--- START ---

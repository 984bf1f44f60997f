//! Roles table constraint violations.

use serde::{Deserialize, Serialize};
use strum::{Display, EnumIter, EnumString};

use super::ConstraintCategory;

/// Roles table constraint violations.
#[derive(Debug, Clone, Copy, Eq, PartialEq)]
#[derive(Serialize, Deserialize, Display, EnumIter, EnumString)]
#[serde(into = "String", try_from = "String")]
pub enum RoleConstraints {
    // Role validation constraints
    #[strum(serialize = "roles_name_length")]
    NameLength,

    // Role business logic constraints
    #[strum(serialize = "roles_root_not_deleted")]
    RootNotDeleted,

    // Role uniqueness constraints
    #[strum(serialize = "roles_name_unique_idx")]
    NameUnique,
    #[strum(serialize = "roles_root_unique_idx")]
    RootUnique,
}

impl RoleConstraints {
    /// Creates a new [`RoleConstraints`] from the constraint name.
    pub fn new(constraint: &str) -> Option<Self> {
        constraint.parse().ok()
    }

    /// Returns the category of this constraint violation.
    pub fn categorize(&self) -> ConstraintCategory {
        match self {
            RoleConstraints::NameLength => ConstraintCategory::Validation,

            RoleConstraints::RootNotDeleted => ConstraintCategory::BusinessLogic,

            RoleConstraints::NameUnique
            | RoleConstraints::RootUnique => ConstraintCategory::Uniqueness,
        }
    }
}

impl From<RoleConstraints> for String {
    #[inline]
    fn from(val: RoleConstraints) -> Self {
        val.to_string()
    }
}

impl TryFrom<String> for RoleConstraints {
    type Error = strum::ParseError;

    #[inline]
    fn try_from(value: String) -> Result<Self, Self::Error> {
        value.parse()
    }
}
//! Institutions table constraint violations.

use serde::{Deserialize, Serialize};
use strum::{Display, EnumIter, EnumString};

use super::ConstraintCategory;

/// Institutions table constraint violations.
#[derive(Debug, Clone, Copy, Eq, PartialEq)]
#[derive(Serialize, Deserialize, Display, EnumIter, EnumString)]
#[serde(into = "String", try_from = "String")]
pub enum InstitutionConstraints {
    // Institution validation constraints
    #[strum(serialize = "institutions_name_length")]
    NameLength,
    #[strum(serialize = "institutions_short_name_length")]
    ShortNameLength,

    // Institution chronological constraints
    #[strum(serialize = "institutions_updated_after_created")]
    UpdatedAfterCreated,
}

impl InstitutionConstraints {
    /// Creates a new [`InstitutionConstraints`] from the constraint name.
    pub fn new(constraint: &str) -> Option<Self> {
        constraint.parse().ok()
    }

    /// Returns the category of this constraint violation.
    pub fn categorize(&self) -> ConstraintCategory {
        match self {
            InstitutionConstraints::NameLength
            | InstitutionConstraints::ShortNameLength => ConstraintCategory::Validation,

            InstitutionConstraints::UpdatedAfterCreated => ConstraintCategory::Chronological,
        }
    }
}

impl From<InstitutionConstraints> for String {
    #[inline]
    fn from(val: InstitutionConstraints) -> Self {
        val.to_string()
    }
}

impl TryFrom<String> for InstitutionConstraints {
    type Error = strum::ParseError;

    #[inline]
    fn try_from(value: String) -> Result<Self, Self::Error> {
        value.parse()
    }
}
//! Database models for all tables.
//!
//! Each table has a queryable row type, an insertable `New*` type and, where
//! rows are mutable, an `Update*` changeset.

mod department;
mod institution;
mod institution_user;
mod institution_user_role;
mod institution_user_vacation;
mod institution_vacation;
mod institution_vacation_exclusion;
mod privilege;
mod privilege_role;
mod role;
mod user;

pub use department::{Department, NewDepartment, UpdateDepartment};
pub use institution::{Institution, NewInstitution, UpdateInstitution};
pub use institution_user::{InstitutionUser, NewInstitutionUser, UpdateInstitutionUser};
pub use institution_user_role::{InstitutionUserRole, NewInstitutionUserRole};
pub use institution_user_vacation::{
    InstitutionUserVacation, NewInstitutionUserVacation, UpdateInstitutionUserVacation,
};
pub use institution_vacation::{
    InstitutionVacation, NewInstitutionVacation, UpdateInstitutionVacation,
};
pub use institution_vacation_exclusion::{
    InstitutionVacationExclusion, NewInstitutionVacationExclusion,
};
pub use privilege::Privilege;
pub use privilege_role::{NewPrivilegeRole, PrivilegeRole};
pub use role::{NewRole, ROOT_ROLE_NAME, Role, UpdateRole};
pub use user::{NewUser, UpdateUser, User};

--- END ---

Requirement
Each record above is to be printed again exactly as written.

Result of the task
repository 984bf1f44f60997f
//! Roles table constraint violations.

use serde::{Deserialize, Serialize};
use strum::{Display, EnumIter, EnumString};

use super::ConstraintCategory;

/// Roles table constraint violations.
#[derive(Debug, Clone, Copy, Eq, PartialEq)]
#[derive(Serialize, Deserialize, Display, EnumIter, EnumString)]
#[serde(into = "String", try_from = "String")]
pub enum RoleConstraints {
    // Role validation constraints
    #[strum(serialize = "roles_name_length")]
    NameLength,

    // Role business logic constraints
    #[strum(serialize = "roles_root_not_deleted")]
    RootNotDeleted,

    // Role uniqueness constraints
    #[strum(serialize = "roles_name_unique_idx")]
    NameUnique,
    #[strum(serialize = "roles_root_unique_idx")]
    RootUnique,
}

impl RoleConstraints {
    /// Creates a new [`RoleConstraints`] from the constraint name.
    pub fn new(constraint: &str) -> Option<Self> {
        constraint.parse().ok()
    }

    /// Returns the category of this constraint violation.
    pub fn categorize(&self) -> ConstraintCategory {
        match self {
            RoleConstraints::NameLength => ConstraintCategory::Validation,

            RoleConstraints::RootNotDeleted => ConstraintCategory::BusinessLogic,

            RoleConstraints::NameUnique
            | RoleConstraints::RootUnique => ConstraintCategory::Uniqueness,
        }
    }
}

impl From<RoleConstraints> for String {
    #[inline]
    fn from(val: RoleConstraints) -> Self {
        val.to_string()
    }
}

impl TryFrom<String> for RoleConstraints {
    type Error = strum::ParseError;

    #[inline]
    fn try_from(value: String) -> Result<Self, Self::Error> {
        value.parse()
    }
}
//! Institutions table constraint violations.

use serde::{Deserialize, Serialize};
use strum::{Display, EnumIter, EnumString};

use super::ConstraintCategory;

/// Institutions table constraint violations.
#[derive(Debug, Clone, Copy, Eq, PartialEq)]
#[derive(Serialize, Deserialize, Display, EnumIter, EnumString)]
#[serde(into = "String", try_from = "String")]
pub enum InstitutionConstraints {
    // Institution validation constraints
    #[strum(serialize = "institutions_name_length")]
    NameLength,
    #[strum(serialize = "institutions_short_name_length")]
    ShortNameLength,

    // Institution chronological constraints
    #[strum(serialize = "institutions_updated_after_created")]
    UpdatedAfterCreated,
}

impl InstitutionConstraints {
    /// Creates a new [`InstitutionConstraints`] from the constraint name.
    pub fn new(constraint: &str) -> Option<Self> {
        constraint.parse().ok()
    }

    /// Returns the category of this constraint violation.
    pub fn categorize(&self) -> ConstraintCategory {
        match self {
            InstitutionConstraints::NameLength
            | InstitutionConstraints::ShortNameLength => ConstraintCategory::Validation,

            InstitutionConstraints::UpdatedAfterCreated => ConstraintCategory::Chronological,
        }
    }
}

impl From<InstitutionConstraints> for String {
    #[inline]
    fn from(val: InstitutionConstraints) -> Self {
        val.to_string()
    }
}

impl TryFrom<String> for InstitutionConstraints {
    type Error = strum::ParseError;

    #[inline]
    fn try_from(value: String) -> Result<Self, Self::Error> {
        value.parse()
    }
}
//! Database models for all tables.
//!
//! Each table has a queryable row type, an insertable `New*` type and, where
//! rows are mutable, an `Update*` changeset.

mod department;
mod institution;
mod institution_user;
mod institution_user_role;
mod institution_user_vacation;
mod institution_vacation;
mod institution_vacation_exclusion;
mod privilege;
mod privilege_role;
mod role;
mod user;

pub use department::{Department, NewDepartment, UpdateDepartment};
pub use institution::{Institution, NewInstitution, UpdateInstitution};
pub use institution_user::{InstitutionUser, NewInstitutionUser, UpdateInstitutionUser};
pub use institution_user_role::{InstitutionUserRole, NewInstitutionUserRole};
pub use institution_user_vacation::{
    InstitutionUserVacation, NewInstitutionUserVacation, UpdateInstitutionUserVacation,
};
pub use institution_vacation::{
    InstitutionVacation, NewInstitutionVacation, UpdateInstitutionVacation,
};
pub use institution_vacation_exclusion::{
    InstitutionVacationExclusion, NewInstitutionVacationExclusion,
};
pub use privilege::Privilege;
pub use privilege_role::{NewPrivilegeRole, PrivilegeRole};
pub use role::{NewRole, ROOT_ROLE_NAME, Role, UpdateRole};
pub use user::{NewUser, UpdateUser, User};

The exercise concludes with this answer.